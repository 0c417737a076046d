use super::*;

const PAGE: &str = r#"{
    "viewport": { "height": 800 },
    "document": { "height": 4000 },
    "sections": [
        { "id": "hero", "top": 0, "height": 900, "kind": "hero" },
        {
            "id": "map", "top": 1000, "height": 600, "kind": "illustration",
            "paths": [
                { "id": "road", "d": "M0 0 L100 0", "start": "0.2", "end": 0.8 },
                { "id": "river", "length": 250 }
            ]
        },
        {
            "id": "scene", "top": 1800, "height": 1200, "kind": "vehicle",
            "body": "car", "wheels": ["wf", "wr"],
            "legs": [
                { "start": 0, "end": 0.4, "from": [-300, 0], "to": { "x": 0, "y": 0 } }
            ],
            "visibility_class": {}
        }
    ]
}"#;

#[test]
fn parses_with_defaults() {
    let page = PageDef::from_json_str(PAGE).unwrap();
    page.validate().unwrap();

    assert_eq!(page.scroll_top, 0.0);
    assert_eq!(page.options, EngineOptions::default());
    assert_eq!(page.sections.len(), 3);

    let SectionKindDef::Hero(hero) = &page.sections[0].kind else {
        panic!("expected hero");
    };
    assert_eq!(hero.leading_lane, SubRange::new(0.08, 0.85));

    let SectionKindDef::Illustration { paths } = &page.sections[1].kind else {
        panic!("expected illustration");
    };
    assert_eq!(paths[0].start.as_deref(), Some("0.2"));
    assert_eq!(paths[0].end.as_deref(), Some("0.8"));
    assert_eq!(paths[1].start, None);

    let SectionKindDef::Vehicle(v) = &page.sections[2].kind else {
        panic!("expected vehicle");
    };
    assert_eq!(v.wheel_max_deg, 900.0);
    assert_eq!(v.legs[0].from, Vec2Def { x: -300.0, y: 0.0 });
    assert_eq!(v.legs[0].to, Vec2Def { x: 0.0, y: 0.0 });
    let vis = page.sections[2].visibility_class.as_ref().unwrap();
    assert_eq!(vis.class, "animate");
    assert_eq!(vis.threshold, 0.35);
}

fn minimal(sections: &str) -> PageDef {
    PageDef::from_json_str(&format!(
        r#"{{ "viewport": {{ "height": 800 }}, "document": {{ "height": 2000 }}, "sections": {sections} }}"#
    ))
    .unwrap()
}

#[test]
fn rejects_duplicate_ids() {
    let page = minimal(
        r#"[
            { "id": "a", "top": 0, "height": 10, "kind": "info" },
            { "id": "b", "top": 0, "height": 10, "kind": "illustration",
              "paths": [ { "id": "a", "length": 3 } ] }
        ]"#,
    );
    let err = page.validate().unwrap_err();
    assert!(err.to_string().contains("duplicate element id 'a'"));
}

#[test]
fn rejects_path_without_geometry() {
    let page = minimal(
        r#"[ { "id": "b", "top": 0, "height": 10, "kind": "illustration",
               "paths": [ { "id": "p" } ] } ]"#,
    );
    assert!(page.validate().is_err());
}

#[test]
fn rejects_overlapping_legs() {
    let page = minimal(
        r#"[ { "id": "s", "top": 0, "height": 10, "kind": "vehicle", "body": "car",
               "legs": [
                 { "start": 0, "end": 0.5, "from": [0, 0], "to": [1, 0] },
                 { "start": 0.4, "end": 0.9, "from": [1, 0], "to": [2, 0] }
               ] } ]"#,
    );
    assert!(page.validate().unwrap_err().to_string().contains("overlap"));
}

#[test]
fn rejects_inverted_or_non_finite_legs() {
    let mut page = minimal(
        r#"[ { "id": "s", "top": 0, "height": 10, "kind": "vehicle", "body": "car",
               "legs": [ { "start": 0.6, "end": 0.2, "from": [0, 0], "to": [1, 0] } ] } ]"#,
    );
    assert!(page.validate().unwrap_err().to_string().contains("end >= start"));

    let SectionKindDef::Vehicle(v) = &mut page.sections[0].kind else {
        panic!("expected a vehicle section");
    };
    v.legs[0].start = f64::NAN;
    v.legs[0].end = 0.5;
    assert!(matches!(page.validate(), Err(RevealError::Validation(_))));
}

#[test]
fn rejects_visibility_threshold_out_of_range() {
    let page = minimal(
        r#"[ { "id": "s", "top": 0, "height": 10, "kind": "info",
               "visibility_class": { "threshold": 1.5 } } ]"#,
    );
    assert!(page.validate().unwrap_err().to_string().contains("threshold"));
}

#[test]
fn rejects_bad_viewport() {
    let mut page = minimal("[]");
    page.viewport.height = 0.0;
    assert!(page.validate().is_err());
}

#[test]
fn unknown_kind_is_a_serde_error() {
    let err = PageDef::from_json_str(
        r#"{ "viewport": { "height": 800 }, "document": { "height": 2000 },
             "sections": [ { "id": "x", "top": 0, "height": 1, "kind": "carousel" } ] }"#,
    )
    .unwrap_err();
    assert!(matches!(err, RevealError::Serde(_)));
}
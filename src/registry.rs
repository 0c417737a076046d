use crate::controller::{Controller, FrameCtx};
use crate::foundation::core::ElementId;
use crate::style::batch::{StyleBatch, props};

/// Every controller created at startup, plus the page-wide elements driven alongside them.
///
/// Lives as long as the page view; there is no teardown.
#[derive(Default)]
pub struct ControllerRegistry {
    controllers: Vec<Box<dyn Controller>>,
    static_reveal: Vec<ElementId>,
}

impl std::fmt::Debug for ControllerRegistry {
    fn fmt(&self, f: &mut std::fmt::Formatter<'_>) -> std::fmt::Result {
        let sections: Vec<&str> = self.controllers.iter().map(|c| c.section()).collect();
        f.debug_struct("ControllerRegistry")
            .field("sections", &sections)
            .field("static_reveal", &self.static_reveal)
            .finish()
    }
}

impl ControllerRegistry {
    /// Empty registry.
    pub fn new() -> Self {
        Self::default()
    }

    /// Add a controller; passes visit controllers in registration order.
    pub fn register(&mut self, controller: impl Controller + 'static) {
        self.controllers.push(Box::new(controller));
    }

    /// Elements made visible (`animation: none`, `opacity: 1`) under reduced motion.
    pub fn set_static_reveal(&mut self, ids: Vec<ElementId>) {
        self.static_reveal = ids;
    }

    /// Number of registered controllers.
    pub fn len(&self) -> usize {
        self.controllers.len()
    }

    /// Whether no controller was registered.
    pub fn is_empty(&self) -> bool {
        self.controllers.is_empty()
    }

    /// Run every controller's construction-time writes.
    pub fn setup_all(&mut self, out: &mut StyleBatch) {
        for c in &mut self.controllers {
            c.setup(out);
        }
    }

    /// One full recomputation pass.
    pub fn update_all(&mut self, ctx: &FrameCtx<'_>, out: &mut StyleBatch) {
        out.set_number(&ElementId::root(), props::GLOBAL_PROGRESS, ctx.global);
        for c in &mut self.controllers {
            c.update(ctx, out);
        }
    }

    /// Drive everything to its final state.
    pub fn complete_all(&mut self, out: &mut StyleBatch) {
        out.set_number(&ElementId::root(), props::GLOBAL_PROGRESS, 1.0);
        for id in &self.static_reveal {
            out.set_text(id, props::ANIMATION, "none");
            out.set_number(id, props::OPACITY, 1.0);
        }
        for c in &mut self.controllers {
            c.complete(out);
        }
    }
}

#[cfg(test)]
#[path = "../tests/unit/registry.rs"]
mod tests;
//! Scroll-linked animation engine.
//!
//! Turns raw scroll geometry into per-element progress values and style writes for line-drawing
//! reveals, vehicle sprites and progress-driven custom properties.
//!
//! # Pipeline overview
//!
//! 1. **Progress primitives**: clamp, ease, lerp and range remapping ([`clamp01`],
//!    [`ease_range`], ...).
//! 2. **Progress sources**: `ScrollMetrics + ElementBox -> progress` ([`section_progress`],
//!    [`global_progress`]).
//! 3. **Controllers**: stateful per-section objects that queue [`StyleWrite`]s into a
//!    [`StyleBatch`] ([`IllustrationController`], [`SectionTracker`]).
//! 4. **Scheduler**: coalesces scroll/resize events into at most one pass per animation frame
//!    and hands each pass's batch to a [`StyleSink`] ([`UpdateScheduler`]).
//!
//! Page geometry is read through the [`Layout`] trait and every output goes through a sink, so
//! the whole engine runs without a real display. [`build_page`] and [`ScrollSession`] wire a JSON
//! page description ([`PageDef`]) into that pipeline.
#![forbid(unsafe_code)]
#![deny(missing_docs)]

mod animation;
mod controller;
mod eval;
mod foundation;
mod page;
mod registry;
mod scheduler;
mod session;
mod style;

pub use animation::ease::Ease;
pub use animation::progress::{
    MIN_RANGE_WIDTH, SubRange, clamp01, ease_in_out, ease_range, lerp, parse_progress_value,
    range_progress,
};
pub use controller::effects::{
    DEFAULT_WHEEL_MAX_DEG, HeroEffect, InfoBlockEffect, Leg, VehicleEffect,
};
pub use controller::illustration::IllustrationController;
pub use controller::segment::{
    DOTTED_OPACITY, DRAW_OPACITY_BASE, DRAW_OPACITY_SPAN, DashPatterns, MIN_WINDOW, Segment,
    SegmentState,
};
pub use controller::tracker::{SectionEffect, SectionFrame, SectionTracker, VisibilityToggle};
pub use controller::{Controller, FrameCtx};
pub use eval::layout::{Layout, StaticLayout};
pub use eval::scroll::{
    ElementBox, ScrollMetrics, global_progress, section_progress, visible_ratio,
};
pub use foundation::core::{BezPath, ElementId, Transform2D, Vec2, css_number};
pub use foundation::error::{RevealError, RevealResult};
pub use page::build::{ARCLEN_ACCURACY, BuiltPage, build_page, measure_path};
pub use page::model::{
    CableDef, DocumentDef, HeroDef, InfoDef, LegDef, PageDef, PathDef, SectionDef,
    SectionKindDef, Vec2Def, VehicleDef, ViewportDef, VisibilityDef,
};
pub use registry::ControllerRegistry;
pub use scheduler::frame::{
    EngineOptions, FrameRequest, PageEvent, SchedulerMode, SchedulerStats, UpdateScheduler,
};
pub use session::{ScriptEvent, ScrollSession};
pub use style::batch::{PassInfo, PassKind, StyleBatch, StyleValue, StyleWrite, props};
pub use style::sink::{ComputedStyles, InMemorySink, JsonLinesSink, StyleSink};
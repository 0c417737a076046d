use super::*;
use crate::style::batch::{PassKind, props};

fn pass(index: u64) -> PassInfo {
    PassInfo {
        index,
        kind: PassKind::Frame,
        global_progress: 0.5,
    }
}

#[test]
fn computed_styles_keep_latest_value_and_classes() {
    let scene = ElementId::new("scene");
    let mut a = StyleBatch::new();
    a.set_number(&scene, props::SECTION_PROGRESS, 0.2);
    a.set_class(&scene, "animate", true);
    let mut b = StyleBatch::new();
    b.set_number(&scene, props::SECTION_PROGRESS, 0.9);

    let mut styles = ComputedStyles::new();
    styles.apply(&pass(0), &a).unwrap();
    styles.apply(&pass(1), &b).unwrap();

    assert_eq!(styles.number(&scene, props::SECTION_PROGRESS), Some(0.9));
    assert!(styles.has_class(&scene, "animate"));

    let mut c = StyleBatch::new();
    c.set_class(&scene, "animate", false);
    styles.fold(&c);
    assert!(!styles.has_class(&scene, "animate"));
}

#[test]
fn in_memory_sink_records_every_pass() {
    let mut sink = InMemorySink::new();
    let batch = StyleBatch::new();
    sink.apply(&pass(0), &batch).unwrap();
    sink.apply(&pass(1), &batch).unwrap();
    assert_eq!(sink.passes().len(), 2);
    assert_eq!(sink.last().unwrap().0.index, 1);
}

#[test]
fn json_lines_sink_writes_one_line_per_pass() {
    let mut batch = StyleBatch::new();
    batch.set_number(&ElementId::root(), props::GLOBAL_PROGRESS, 0.5);

    let mut sink = JsonLinesSink::new(Vec::new());
    sink.apply(&pass(0), &batch).unwrap();
    sink.apply(&pass(1), &StyleBatch::new()).unwrap();
    assert_eq!(sink.lines_written(), 2);

    let bytes = sink.finish().unwrap();
    let text = String::from_utf8(bytes).unwrap();
    let lines: Vec<&str> = text.lines().collect();
    assert_eq!(lines.len(), 2);

    let first: serde_json::Value = serde_json::from_str(lines[0]).unwrap();
    assert_eq!(first["pass"]["kind"], "frame");
    assert_eq!(first["writes"][0]["target"], ":root");
}
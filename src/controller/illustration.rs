use crate::controller::segment::Segment;
use crate::controller::tracker::VisibilityToggle;
use crate::controller::{Controller, FrameCtx};
use crate::eval::scroll::{section_progress, visible_ratio};
use crate::foundation::core::ElementId;
use crate::style::batch::{StyleBatch, props};

/// Drives every drawable path inside one section from the section's local progress.
#[derive(Clone, Debug)]
pub struct IllustrationController {
    section: ElementId,
    segments: Vec<Segment>,
    visibility: Option<VisibilityToggle>,
}

impl IllustrationController {
    /// Controller for `section` owning `segments`.
    pub fn new(section: ElementId, segments: Vec<Segment>) -> Self {
        Self {
            section,
            segments,
            visibility: None,
        }
    }

    /// Register a visibility class toggle on the section element.
    pub fn with_visibility(mut self, toggle: VisibilityToggle) -> Self {
        self.visibility = Some(toggle);
        self
    }

    /// Owned segments, in document order.
    pub fn segments(&self) -> &[Segment] {
        &self.segments
    }
}

impl Controller for IllustrationController {
    fn section(&self) -> &str {
        self.section.as_str()
    }

    fn setup(&mut self, out: &mut StyleBatch) {
        for seg in &mut self.segments {
            seg.setup(out);
        }
    }

    fn update(&mut self, ctx: &FrameCtx<'_>, out: &mut StyleBatch) {
        let Some(element) = ctx.layout.element_box(&self.section) else {
            return;
        };
        let local = section_progress(ctx.metrics, element);
        out.set_number(&self.section, props::SECTION_PROGRESS, local);
        for seg in &mut self.segments {
            seg.advance(local, out);
        }
        if let Some(toggle) = self.visibility.as_mut() {
            toggle.update(&self.section, visible_ratio(ctx.metrics, element), out);
        }
    }

    fn complete(&mut self, out: &mut StyleBatch) {
        out.set_number(&self.section, props::SECTION_PROGRESS, 1.0);
        for seg in &mut self.segments {
            seg.complete(out);
        }
    }
}

#[cfg(test)]
#[path = "../../tests/unit/controller/illustration.rs"]
mod tests;
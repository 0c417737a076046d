pub use kurbo::{BezPath, Vec2};

/// Identifier of a page element (the `id` attribute in markup).
#[derive(
    Clone, Debug, PartialEq, Eq, PartialOrd, Ord, Hash, serde::Serialize, serde::Deserialize,
)]
#[serde(transparent)]
pub struct ElementId(pub String);

impl ElementId {
    /// The document root element (`<html>`), target of page-wide properties.
    pub const ROOT: &'static str = ":root";

    /// Build an id from anything string-like.
    pub fn new(id: impl Into<String>) -> Self {
        Self(id.into())
    }

    /// The document root.
    pub fn root() -> Self {
        Self(Self::ROOT.to_owned())
    }

    /// Borrow the raw id.
    pub fn as_str(&self) -> &str {
        &self.0
    }
}

impl std::fmt::Display for ElementId {
    fn fmt(&self, f: &mut std::fmt::Formatter<'_>) -> std::fmt::Result {
        f.write_str(&self.0)
    }
}

impl From<&str> for ElementId {
    fn from(value: &str) -> Self {
        Self::new(value)
    }
}

/// 2D transform applied to an element: a translation followed by a rotation about its origin.
#[derive(Clone, Copy, Debug, Default, PartialEq, serde::Serialize, serde::Deserialize)]
pub struct Transform2D {
    /// Translation in CSS pixels.
    pub translate: Vec2,
    /// Clockwise rotation in degrees.
    pub rotation_deg: f64,
}

impl Transform2D {
    /// Pure translation.
    pub fn translate(v: Vec2) -> Self {
        Self {
            translate: v,
            rotation_deg: 0.0,
        }
    }

    /// Pure rotation.
    pub fn rotate_deg(deg: f64) -> Self {
        Self {
            translate: Vec2::ZERO,
            rotation_deg: deg,
        }
    }

    /// CSS `transform` value.
    pub fn to_css(self) -> String {
        format!(
            "translate({}px, {}px) rotate({}deg)",
            css_number(self.translate.x),
            css_number(self.translate.y),
            css_number(self.rotation_deg)
        )
    }
}

/// Format a number for a style value: three decimals at most, no trailing zeros, no `-0`.
pub fn css_number(v: f64) -> String {
    let rounded = (v * 1000.0).round() / 1000.0;
    if rounded == 0.0 {
        return "0".to_owned();
    }
    format!("{rounded}")
}

#[cfg(test)]
#[path = "../../tests/unit/foundation/core.rs"]
mod tests;
use crate::eval::layout::{Layout, StaticLayout};
use crate::foundation::error::{RevealError, RevealResult};
use crate::page::build::{BuiltPage, build_page};
use crate::page::model::PageDef;
use crate::scheduler::frame::{FrameRequest, PageEvent, SchedulerStats, UpdateScheduler};
use crate::style::sink::StyleSink;

/// A page event at a point in time.
#[derive(Clone, Copy, Debug, PartialEq, serde::Serialize, serde::Deserialize)]
pub struct ScriptEvent {
    /// Milliseconds since page load.
    pub at_ms: f64,
    /// The event.
    #[serde(flatten)]
    pub event: PageEvent,
}

/// A page view driven by a simulated display clock.
///
/// Events mutate the layout immediately and only request a frame; frames fire on
/// `frame_interval_ms` boundaries and run at most one pass each.
#[derive(Debug)]
pub struct ScrollSession {
    layout: StaticLayout,
    scheduler: UpdateScheduler,
    frame_interval_ms: f64,
}

impl ScrollSession {
    /// Build `page` and start its engine, emitting the startup passes into `sink`.
    pub fn start<S>(page: &PageDef, sink: &mut S) -> RevealResult<Self>
    where
        S: StyleSink + ?Sized,
    {
        let BuiltPage {
            layout,
            registry,
            options,
        } = build_page(page)?;
        let scheduler = UpdateScheduler::start(registry, &options, &layout, sink)?;
        Ok(Self {
            layout,
            scheduler,
            frame_interval_ms: options.frame_interval_ms,
        })
    }

    /// Apply `event` to the layout and notify the scheduler.
    pub fn dispatch(&mut self, event: PageEvent) -> FrameRequest {
        match event {
            PageEvent::Scroll { scroll_top } => self.layout.scroll_to(scroll_top),
            PageEvent::Resize { viewport_height } => self.layout.resize(viewport_height),
        }
        self.scheduler.notify(event)
    }

    /// Fire one animation frame.
    pub fn frame<S>(&mut self, sink: &mut S) -> RevealResult<bool>
    where
        S: StyleSink + ?Sized,
    {
        self.scheduler.on_animation_frame(&self.layout, sink)
    }

    /// Replay `script` against the frame clock, then fire a final frame.
    pub fn run<S>(&mut self, script: &[ScriptEvent], sink: &mut S) -> RevealResult<SchedulerStats>
    where
        S: StyleSink + ?Sized,
    {
        if script.iter().any(|e| !e.at_ms.is_finite()) {
            return Err(RevealError::validation("script event times must be finite"));
        }
        let mut events = script.to_vec();
        events.sort_by(|a, b| a.at_ms.total_cmp(&b.at_ms));

        let interval = self.frame_interval_ms;
        let mut next_frame_ms = interval;
        for ev in &events {
            if ev.at_ms >= next_frame_ms {
                // Boundaries crossed without a pending update are no-ops; only the first matters.
                self.frame(sink)?;
                next_frame_ms = ((ev.at_ms / interval).floor() + 1.0) * interval;
            }
            self.dispatch(ev.event);
        }
        self.frame(sink)?;

        let stats = self.scheduler.stats();
        tracing::info!(
            events = stats.events,
            coalesced = stats.coalesced,
            passes = stats.passes,
            "script finished"
        );
        Ok(stats)
    }

    /// Current layout.
    pub fn layout(&self) -> &dyn Layout {
        &self.layout
    }

    /// The scheduler driving this session.
    pub fn scheduler(&self) -> &UpdateScheduler {
        &self.scheduler
    }
}

#[cfg(test)]
#[path = "../tests/unit/session.rs"]
mod tests;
■ ■ ■ ■
- [YOUR INSTRUCTIONS] Whenever a line in the entries above includes the word "iter", pull that line out.

- [ANSWER TO THIS PROBLEM]
        let sections: Vec<&str> = self.controllers.iter().map(|c| c.section()).collect();
        if script.iter().any(|e| !e.at_ms.is_finite()) {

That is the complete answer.